Basic Reservoir Engineering
Who should attend:
Petroleum engineering team leaders, production and reservoir engineers, petrophysicists and geologists involved with exploration and development of oil and gas reservoirs.
Overview:
In the E&P business, integrated petroleum engineering studies and field development plans are management tools which are used to maximise economic production of hydrocarbons. Reservoir engineers fulfil a key role in handling, analysing and interpreting subsurface and production data at all stages of field development. In this course fundamental concepts and a broad spectrum of modern practical reservoir engineering methods are addressed. Extensive use is made of practical and actual field problems to illustrate relevant subjects.
Content:
- Geometry of oil & gas accumulations
- Reservoir rock properties
- Distribution of hydrocarbon fluids
- Hydrocarbon composition, properties and phase behaviour, gas reservoir engineering concepts.

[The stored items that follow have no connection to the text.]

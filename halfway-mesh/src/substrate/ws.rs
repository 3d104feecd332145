//! WebSocket substrate backed by [`crate::signal::SignalServer`].
//!
//! One WebSocket session per claimed address. The session task
//! multiplexes every channel of the registration over that socket:
//!
//! ```text
//! Dialer ──DialRequest──► ┌─────────────┐ ──Open/Data/Close──► relay
//! Channel ──Frame──► fwd ─► session task │
//! Channel ◄──Frame─────── └─────────────┘ ◄─Opened/Incoming/Data/Closed──
//! ```
//!
//! If the socket is lost every open channel receives [`Frame::Error`] and
//! [`Registration::accept`] starts returning `None`.

use std::collections::HashMap;
use std::time::Duration;
use futures_util::stream::{SplitSink, SplitStream};
use futures_util::{SinkExt, StreamExt};
use tokio::net::TcpStream;
use tokio::sync::{mpsc, oneshot};
use tokio_tungstenite::tungstenite::Message;
use tokio_tungstenite::{MaybeTlsStream, WebSocketStream};

use super::{Channel, Claim, DialRequest, Frame, LinkId, Registration, Substrate};
use crate::error::MeshError;
use crate::protocol::PeerAddress;
use crate::signal::{ClientFrame, ServerFrame};

type WsStream = WebSocketStream<MaybeTlsStream<TcpStream>>;
type WsWriter = SplitSink<WsStream, Message>;
type WsReader = SplitStream<WsStream>;

/// [`Substrate`] speaking to a signaling relay at `url`.
#[derive(Debug, Clone)]
pub struct WsSubstrate {
    url: String,
    capacity: usize,
}

impl WsSubstrate {
    pub fn new(url: impl Into<String>) -> Self {
        Self::with_capacity(url, 256)
    }

    /// Create with a custom per-channel queue capacity.
    pub fn with_capacity(url: impl Into<String>, capacity: usize) -> Self {
        Self {
            url: url.into(),
            capacity,
        }
    }

    pub fn url(&self) -> &str {
        &self.url
    }
}

async fn send_frame(writer: &mut WsWriter, frame: &ClientFrame) -> Result<(), MeshError> {
    let data = frame.encode()?;
    writer
        .send(Message::Binary(data.into()))
        .await
        .map_err(|e| MeshError::TransportUnavailable(e.to_string()))
}

/// Drain queued frames onto the socket, closing it once the queue ends.
async fn write_frames(
    mut writer: WsWriter,
    mut frames: mpsc::UnboundedReceiver<ClientFrame>,
) -> Result<(), MeshError> {
    while let Some(frame) = frames.recv().await {
        send_frame(&mut writer, &frame).await?;
    }
    let _ = writer.close().await;
    Ok(())
}

/// Wait for the relay's answer to our claim. `None` means the socket closed.
async fn await_answer(reader: &mut WsReader) -> Option<ServerFrame> {
    while let Some(msg) = reader.next().await {
        match msg {
            Ok(Message::Binary(data)) => match ServerFrame::decode(&data) {
                Ok(frame) => return Some(frame),
                Err(e) => log::warn!("Undecodable relay frame during claim: {e}"),
            },
            Ok(Message::Close(_)) | Err(_) => return None,
            Ok(_) => {}
        }
    }
    None
}

impl Substrate for WsSubstrate {
    async fn claim(&self, address: &PeerAddress, timeout: Duration) -> Result<Claim, MeshError> {
        let (ws_stream, _) = tokio_tungstenite::connect_async(self.url.as_str())
            .await
            .map_err(|e| MeshError::TransportUnavailable(format!("{}: {e}", self.url)))?;
        let (mut writer, mut reader) = ws_stream.split();

        send_frame(&mut writer, &ClientFrame::Claim { address: address.clone() }).await?;

        match tokio::time::timeout(timeout, await_answer(&mut reader)).await {
            Ok(Some(ServerFrame::Granted)) => {}
            Ok(Some(ServerFrame::Rejected { reason })) => {
                log::trace!("Relay rejected {address}: {reason}");
                return Ok(Claim::Rejected);
            }
            Ok(Some(other)) => {
                log::warn!("Unexpected relay answer to claim of {address}: {other:?}");
                return Ok(Claim::Rejected);
            }
            Ok(None) => {
                return Err(MeshError::TransportUnavailable(
                    "relay closed the session during claim".into(),
                ))
            }
            Err(_) => {
                log::debug!("Claim of {address} timed out after {timeout:?}");
                let _ = writer.close().await;
                return Ok(Claim::Rejected);
            }
        }

        let (dial_tx, dial_rx) = mpsc::channel(self.capacity);
        let (incoming_tx, incoming_rx) = mpsc::channel(self.capacity);
        let session = Session::new(address.clone(), self.capacity, incoming_tx);
        tokio::spawn(session.run(writer, reader, dial_rx));

        log::debug!("Relay granted {address}");
        Ok(Claim::Granted(Registration::new(address.clone(), dial_tx, incoming_rx)))
    }
}

/// Outbound traffic from a channel's forwarding task.
enum Uplink {
    Data(LinkId, Vec<u8>),
    Close(LinkId),
}

struct Session {
    local: PeerAddress,
    capacity: usize,
    incoming_tx: mpsc::Sender<Channel>,
    uplink_tx: mpsc::Sender<Uplink>,
    uplink_rx: Option<mpsc::Receiver<Uplink>>,
    pending: HashMap<u32, (PeerAddress, oneshot::Sender<Result<Channel, MeshError>>)>,
    links: HashMap<LinkId, mpsc::Sender<Frame>>,
    next_request: u32,
}

impl Session {
    fn new(local: PeerAddress, capacity: usize, incoming_tx: mpsc::Sender<Channel>) -> Self {
        let (uplink_tx, uplink_rx) = mpsc::channel(capacity);
        Self {
            local,
            capacity,
            incoming_tx,
            uplink_tx,
            uplink_rx: Some(uplink_rx),
            pending: HashMap::new(),
            links: HashMap::new(),
            next_request: 0,
        }
    }

    /// Build the local end of `link` and start forwarding its outbound queue.
    fn open_channel(&mut self, link: LinkId, remote: PeerAddress) -> Channel {
        let (out_tx, mut out_rx) = mpsc::channel::<Frame>(self.capacity);
        let (in_tx, in_rx) = mpsc::channel::<Frame>(self.capacity);
        self.links.insert(link, in_tx);

        let uplink = self.uplink_tx.clone();
        tokio::spawn(async move {
            while let Some(frame) = out_rx.recv().await {
                if let Frame::Data(payload) = frame {
                    if uplink.send(Uplink::Data(link, payload)).await.is_err() {
                        return;
                    }
                }
            }
            let _ = uplink.send(Uplink::Close(link)).await;
        });

        Channel::new(remote, link, out_tx, in_rx)
    }

    async fn on_server_frame(&mut self, frame: ServerFrame) {
        match frame {
            ServerFrame::Opened { request, link } => {
                let Some((remote, reply)) = self.pending.remove(&request) else {
                    return;
                };
                let channel = self.open_channel(link, remote);
                // Dropping the unused channel closes the link again
                let _ = reply.send(Ok(channel));
            }
            ServerFrame::Unreachable { request } => {
                if let Some((remote, reply)) = self.pending.remove(&request) {
                    let _ = reply.send(Err(MeshError::PeerUnreachable(remote)));
                }
            }
            ServerFrame::Incoming { link, from } => {
                log::trace!("{} accepted link {link} from {from}", self.local);
                let channel = self.open_channel(link, from);
                if self.incoming_tx.send(channel).await.is_err() {
                    self.links.remove(&link);
                }
            }
            ServerFrame::Data { link, payload } => {
                if let Some(tx) = self.links.get(&link) {
                    if tx.send(Frame::Data(payload)).await.is_err() {
                        self.links.remove(&link);
                    }
                }
            }
            ServerFrame::Closed { link, reason } => {
                if let Some(tx) = self.links.remove(&link) {
                    if let Some(reason) = reason {
                        let _ = tx.send(Frame::Error(reason)).await;
                    }
                }
            }
            ServerFrame::Granted | ServerFrame::Rejected { .. } => {
                log::debug!("{} ignoring late claim answer", self.local);
            }
        }
    }

    async fn run(mut self, writer: WsWriter, mut reader: WsReader, mut dial_rx: mpsc::Receiver<DialRequest>) {
        let Some(mut uplink_rx) = self.uplink_rx.take() else { return };
        let incoming_tx = self.incoming_tx.clone();
        // Socket writes happen on their own task so reading never waits on them
        let (frames_tx, frames_rx) = mpsc::unbounded_channel();
        let mut writer_task = tokio::spawn(write_frames(writer, frames_rx));

        let failure = loop {
            tokio::select! {
                msg = reader.next() => match msg {
                    Some(Ok(Message::Binary(data))) => match ServerFrame::decode(&data) {
                        Ok(frame) => self.on_server_frame(frame).await,
                        Err(e) => log::warn!("Undecodable relay frame for {}: {e}", self.local),
                    },
                    Some(Ok(Message::Close(_))) | None => break "relay closed the session".to_string(),
                    Some(Err(e)) => break e.to_string(),
                    Some(Ok(_)) => {}
                },

                Some(request) = dial_rx.recv() => {
                    self.next_request = self.next_request.wrapping_add(1);
                    let request_id = self.next_request;
                    let frame = ClientFrame::Open { request: request_id, to: request.remote.clone() };
                    self.pending.insert(request_id, (request.remote, request.reply));
                    let _ = frames_tx.send(frame);
                }

                Some(uplink) = uplink_rx.recv() => {
                    let frame = match uplink {
                        Uplink::Data(link, payload) => ClientFrame::Data { link, payload },
                        Uplink::Close(link) => {
                            self.links.remove(&link);
                            ClientFrame::Close { link }
                        }
                    };
                    let _ = frames_tx.send(frame);
                }

                written = &mut writer_task => {
                    break match written {
                        Ok(Err(e)) => e.to_string(),
                        _ => "relay writer stopped".to_string(),
                    };
                }

                // Registration dropped: release the claim
                _ = incoming_tx.closed() => {
                    log::debug!("{} released", self.local);
                    drop(frames_tx);
                    let _ = writer_task.await;
                    return;
                }
            }
        };

        writer_task.abort();
        log::warn!("Relay session for {} lost: {failure}", self.local);
        for (_, tx) in self.links.drain() {
            let _ = tx.try_send(Frame::Error(failure.clone()));
        }
        for (_, (_, reply)) in self.pending.drain() {
            let _ = reply.send(Err(MeshError::TransportUnavailable(failure.clone())));
        }
    }
}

- PVT parameters, basic laboratory experiments, reservoir fluid sampling, formation water properties.
- Pressure regimes, fluid gradients and contacts, capillary pressures, surface tension, wettability.
- Hydrocarbons-in-place estimation, uncertainties, probabilistic methods.
- Relative permeability, movable oil, mobility, drainage and imbibition.
- Viscous flow, flow conditions.
- Reservoir heterogeneity and sweep.
- Recovery drive-energy, general material balance equation, recovery factors and production forecasts.
- Radial differential fluid flow equation.
- Introduction to analysis and interpretation of pressure tests: drawdown and build-up.
- Skin: source and how to minimize it.